Transcribe every entry precisely, omitting nothing.

BEGIN DATA FOR REVIEW

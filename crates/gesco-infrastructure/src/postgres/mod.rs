//! Implémentations Postgres des repositories
//!
//! Chaque repository emprunte la connexion de la transaction courante via
//! son handle [`Tx`](crate::database::Tx) : toutes les écritures d'une
//! requête partagent la même transaction et ne deviennent visibles qu'au
//! commit de la couche HTTP. Les filtres de soft delete
//! (`deleted_at IS NULL`) vivent ici et nulle part ailleurs.

mod contact_repo;
mod devis_repo;
mod entreprise_repo;
mod licence_repo;
mod permission_repo;
mod role_repo;
mod tiers_repo;
mod utilisateur_repo;

pub use contact_repo::PgContactRepository;
pub use devis_repo::PgDevisRepository;
pub use entreprise_repo::PgEntrepriseRepository;
pub use licence_repo::PgLicenceRepository;
pub use permission_repo::PgPermissionRepository;
pub use role_repo::PgRoleRepository;
pub use tiers_repo::PgTiersRepository;
pub use utilisateur_repo::PgUtilisateurRepository;

use gesco_core::error::DomainError;

/// Erreur sqlx → erreur domaine ; les violations d'unicité deviennent des
/// conflits avec le libellé de l'entité.
pub(crate) fn map_db_err(e: sqlx::Error, conflict_detail: &str) -> DomainError {
    if let sqlx::Error::Database(db) = &e {
        if db.is_unique_violation() {
            return DomainError::conflict(conflict_detail);
        }
    }
    tracing::error!("database error: {e}");
    DomainError::Database(e.to_string())
}

pub(crate) fn db_err(e: sqlx::Error) -> DomainError {
    tracing::error!("database error: {e}");
    DomainError::Database(e.to_string())
}
//! Licences logicielles
//!
//! Une entreprise sans licence actuellement valide conserve l'accès en
//! lecture mais ne peut plus produire de nouveaux documents métier.

use chrono::{DateTime, Months, NaiveDate, Utc};
use serde::{Deserialize, Serialize};
use validator::Validate;

use crate::messages;

#[derive(Debug, Clone, Copy, Default, PartialEq, Eq, Serialize, Deserialize)]
#[serde(rename_all = "lowercase")]
pub enum LicenceType {
    Trial,
    #[default]
    Standard,
    Premium,
}

impl LicenceType {
    /// Durée accordée par type : trial 2 mois, standard 6, premium 12.
    pub fn duration_months(&self) -> u32 {
        match self {
            LicenceType::Trial => 2,
            LicenceType::Standard => 6,
            LicenceType::Premium => 12,
        }
    }

    /// Prolongations maximum : trial/standard 3, premium illimité.
    pub fn max_extensions(&self) -> Option<i32> {
        match self {
            LicenceType::Trial | LicenceType::Standard => Some(3),
            LicenceType::Premium => None,
        }
    }

    pub fn as_str(&self) -> &'static str {
        match self {
            LicenceType::Trial => "trial",
            LicenceType::Standard => "standard",
            LicenceType::Premium => "premium",
        }
    }

    pub fn parse(s: &str) -> Option<Self> {
        match s.trim().to_lowercase().as_str() {
            "trial" => Some(LicenceType::Trial),
            "standard" => Some(LicenceType::Standard),
            "premium" => Some(LicenceType::Premium),
            _ => None,
        }
    }
}

#[derive(Debug, Clone, Serialize)]
pub struct Licence {
    pub id: i64,
    pub entreprise_id: i64,
    pub licence_key: String,
    pub licence_type: LicenceType,
    pub starts_on: NaiveDate,
    pub ends_on: NaiveDate,
    pub is_enabled: bool,
    pub extensions_used: i32,
    pub activated_at: Option<DateTime<Utc>>,
    pub created_at: DateTime<Utc>,
    pub updated_at: DateTime<Utc>,
}

impl Licence {
    pub fn is_currently_valid(&self, today: NaiveDate) -> bool {
        self.is_enabled && self.ends_on >= today
    }

    pub fn can_extend(&self) -> bool {
        match self.licence_type.max_extensions() {
            Some(max) => self.extensions_used < max,
            None => true,
        }
    }
}

/// `date + n mois`, borné au dernier jour du mois d'arrivée.
pub(crate) fn add_months(date: NaiveDate, months: u32) -> NaiveDate {
    date.checked_add_months(Months::new(months)).unwrap_or(date)
}

/// Résultat du contrôle de validité pour une entreprise.
#[derive(Debug, Clone, Serialize)]
pub struct LicenceValidite {
    pub valide: bool,
    pub message: String,
    pub date_fin: Option<NaiveDate>,
}

impl LicenceValidite {
    pub fn valide(date_fin: NaiveDate) -> Self {
        Self {
            valide: true,
            message: messages::LICENCE_VALIDE.to_string(),
            date_fin: Some(date_fin),
        }
    }

    pub fn invalide(message: &str, date_fin: Option<NaiveDate>) -> Self {
        Self {
            valide: false,
            message: message.to_string(),
            date_fin,
        }
    }
}

/// Données d'insertion ; `ends_on` est calculée par le service à partir du
/// type.
#[derive(Debug, Clone)]
pub struct NewLicence {
    pub entreprise_id: i64,
    pub licence_key: String,
    pub licence_type: LicenceType,
    pub starts_on: NaiveDate,
    pub ends_on: NaiveDate,
}

#[derive(Debug, Deserialize, Validate)]
pub struct LicenceCreate {
    pub entreprise_id: i64,
    #[validate(length(min = 1, max = 64))]
    pub licence_key: String,
    #[serde(default = "default_type")]
    pub licence_type: String,
    pub starts_on: NaiveDate,
}

#[derive(Debug, Default, Deserialize, Validate)]
pub struct LicenceUpdate {
    pub ends_on: Option<NaiveDate>,
    pub is_enabled: Option<bool>,
}

fn default_type() -> String {
    "standard".to_string()
}

#[cfg(test)]
mod tests {
    use super::*;

    fn d(y: i32, m: u32, day: u32) -> NaiveDate {
        NaiveDate::from_ymd_opt(y, m, day).unwrap()
    }

    #[test]
    fn add_months_clamps_month_end() {
        assert_eq!(add_months(d(2026, 1, 31), 1), d(2026, 2, 28));
        assert_eq!(add_months(d(2026, 3, 15), 6), d(2026, 9, 15));
        assert_eq!(add_months(d(2026, 11, 30), 2), d(2027, 1, 30));
    }

    #[test]
    fn validity_needs_enabled_and_future_end() {
        let lic = Licence {
            id: 1,
            entreprise_id: 1,
            licence_key: "K".into(),
            licence_type: LicenceType::Standard,
            starts_on: d(2026, 1, 1),
            ends_on: d(2026, 7, 1),
            is_enabled: true,
            extensions_used: 0,
            activated_at: None,
            created_at: Utc::now(),
            updated_at: Utc::now(),
        };
        assert!(lic.is_currently_valid(d(2026, 7, 1)));
        assert!(!lic.is_currently_valid(d(2026, 7, 2)));
        let mut off = lic.clone();
        off.is_enabled = false;
        assert!(!off.is_currently_valid(d(2026, 6, 1)));
    }

    #[test]
    fn extension_caps_by_type() {
        assert_eq!(LicenceType::Trial.max_extensions(), Some(3));
        assert_eq!(LicenceType::Premium.max_extensions(), None);
        assert_eq!(LicenceType::Trial.duration_months(), 2);
        assert_eq!(LicenceType::Standard.duration_months(), 6);
        assert_eq!(LicenceType::Premium.duration_months(), 12);
    }
}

END DATA FOR REVIEW

• **RESULT BELOW**
filename crates/gesco-infrastructure/src/postgres/mod.rs
//! Implémentations Postgres des repositories
//!
//! Chaque repository emprunte la connexion de la transaction courante via
//! son handle [`Tx`](crate::database::Tx) : toutes les écritures d'une
//! requête partagent la même transaction et ne deviennent visibles qu'au
//! commit de la couche HTTP. Les filtres de soft delete
//! (`deleted_at IS NULL`) vivent ici et nulle part ailleurs.

mod contact_repo;
mod devis_repo;
mod entreprise_repo;
mod licence_repo;
mod permission_repo;
mod role_repo;
mod tiers_repo;
mod utilisateur_repo;

pub use contact_repo::PgContactRepository;
pub use devis_repo::PgDevisRepository;
pub use entreprise_repo::PgEntrepriseRepository;
pub use licence_repo::PgLicenceRepository;
pub use permission_repo::PgPermissionRepository;
pub use role_repo::PgRoleRepository;
pub use tiers_repo::PgTiersRepository;
pub use utilisateur_repo::PgUtilisateurRepository;

use gesco_core::error::DomainError;

/// Erreur sqlx → erreur domaine ; les violations d'unicité deviennent des
/// conflits avec le libellé de l'entité.
pub(crate) fn map_db_err(e: sqlx::Error, conflict_detail: &str) -> DomainError {
    if let sqlx::Error::Database(db) = &e {
        if db.is_unique_violation() {
            return DomainError::conflict(conflict_detail);
        }
    }
    tracing::error!("database error: {e}");
    DomainError::Database(e.to_string())
}

pub(crate) fn db_err(e: sqlx::Error) -> DomainError {
    tracing::error!("database error: {e}");
    DomainError::Database(e.to_string())
}
//! Licences logicielles
//!
//! Une entreprise sans licence actuellement valide conserve l'accès en
//! lecture mais ne peut plus produire de nouveaux documents métier.

use chrono::{DateTime, Months, NaiveDate, Utc};
use serde::{Deserialize, Serialize};
use validator::Validate;

use crate::messages;

#[derive(Debug, Clone, Copy, Default, PartialEq, Eq, Serialize, Deserialize)]
#[serde(rename_all = "lowercase")]
pub enum LicenceType {
    Trial,
    #[default]
    Standard,
    Premium,
}

impl LicenceType {
    /// Durée accordée par type : trial 2 mois, standard 6, premium 12.
    pub fn duration_months(&self) -> u32 {
        match self {
            LicenceType::Trial => 2,
            LicenceType::Standard => 6,
            LicenceType::Premium => 12,
        }
    }

    /// Prolongations maximum : trial/standard 3, premium illimité.
    pub fn max_extensions(&self) -> Option<i32> {
        match self {
            LicenceType::Trial | LicenceType::Standard => Some(3),
            LicenceType::Premium => None,
        }
    }

    pub fn as_str(&self) -> &'static str {
        match self {
            LicenceType::Trial => "trial",
            LicenceType::Standard => "standard",
            LicenceType::Premium => "premium",
        }
    }

    pub fn parse(s: &str) -> Option<Self> {
        match s.trim().to_lowercase().as_str() {
            "trial" => Some(LicenceType::Trial),
            "standard" => Some(LicenceType::Standard),
            "premium" => Some(LicenceType::Premium),
            _ => None,
        }
    }
}

#[derive(Debug, Clone, Serialize)]
pub struct Licence {
    pub id: i64,
    pub entreprise_id: i64,
    pub licence_key: String,
    pub licence_type: LicenceType,
    pub starts_on: NaiveDate,
    pub ends_on: NaiveDate,
    pub is_enabled: bool,
    pub extensions_used: i32,
    pub activated_at: Option<DateTime<Utc>>,
    pub created_at: DateTime<Utc>,
    pub updated_at: DateTime<Utc>,
}

impl Licence {
    pub fn is_currently_valid(&self, today: NaiveDate) -> bool {
        self.is_enabled && self.ends_on >= today
    }

    pub fn can_extend(&self) -> bool {
        match self.licence_type.max_extensions() {
            Some(max) => self.extensions_used < max,
            None => true,
        }
    }
}

/// `date + n mois`, borné au dernier jour du mois d'arrivée.
pub(crate) fn add_months(date: NaiveDate, months: u32) -> NaiveDate {
    date.checked_add_months(Months::new(months)).unwrap_or(date)
}

/// Résultat du contrôle de validité pour une entreprise.
#[derive(Debug, Clone, Serialize)]
pub struct LicenceValidite {
    pub valide: bool,
    pub message: String,
    pub date_fin: Option<NaiveDate>,
}

impl LicenceValidite {
    pub fn valide(date_fin: NaiveDate) -> Self {
        Self {
            valide: true,
            message: messages::LICENCE_VALIDE.to_string(),
            date_fin: Some(date_fin),
        }
    }

    pub fn invalide(message: &str, date_fin: Option<NaiveDate>) -> Self {
        Self {
            valide: false,
            message: message.to_string(),
            date_fin,
        }
    }
}

/// Données d'insertion ; `ends_on` est calculée par le service à partir du
/// type.
#[derive(Debug, Clone)]
pub struct NewLicence {
    pub entreprise_id: i64,
    pub licence_key: String,
    pub licence_type: LicenceType,
    pub starts_on: NaiveDate,
    pub ends_on: NaiveDate,
}

#[derive(Debug, Deserialize, Validate)]
pub struct LicenceCreate {
    pub entreprise_id: i64,
    #[validate(length(min = 1, max = 64))]
    pub licence_key: String,
    #[serde(default = "default_type")]
    pub licence_type: String,
    pub starts_on: NaiveDate,
}

#[derive(Debug, Default, Deserialize, Validate)]
pub struct LicenceUpdate {
    pub ends_on: Option<NaiveDate>,
    pub is_enabled: Option<bool>,
}

fn default_type() -> String {
    "standard".to_string()
}

#[cfg(test)]
mod tests {
    use super::*;

    fn d(y: i32, m: u32, day: u32) -> NaiveDate {
        NaiveDate::from_ymd_opt(y, m, day).unwrap()
    }

    #[test]
    fn add_months_clamps_month_end() {
        assert_eq!(add_months(d(2026, 1, 31), 1), d(2026, 2, 28));
        assert_eq!(add_months(d(2026, 3, 15), 6), d(2026, 9, 15));
        assert_eq!(add_months(d(2026, 11, 30), 2), d(2027, 1, 30));
    }

    #[test]
    fn validity_needs_enabled_and_future_end() {
        let lic = Licence {
            id: 1,
            entreprise_id: 1,
            licence_key: "K".into(),
            licence_type: LicenceType::Standard,
            starts_on: d(2026, 1, 1),
            ends_on: d(2026, 7, 1),
            is_enabled: true,
            extensions_used: 0,
            activated_at: None,
            created_at: Utc::now(),
            updated_at: Utc::now(),
        };
        assert!(lic.is_currently_valid(d(2026, 7, 1)));
        assert!(!lic.is_currently_valid(d(2026, 7, 2)));
        let mut off = lic.clone();
        off.is_enabled = false;
        assert!(!off.is_currently_valid(d(2026, 6, 1)));
    }

    #[test]
    fn extension_caps_by_type() {
        assert_eq!(LicenceType::Trial.max_extensions(), Some(3));
        assert_eq!(LicenceType::Premium.max_extensions(), None);
        assert_eq!(LicenceType::Trial.duration_months(), 2);
        assert_eq!(LicenceType::Standard.duration_months(), 6);
        assert_eq!(LicenceType::Premium.duration_months(), 12);
    }
}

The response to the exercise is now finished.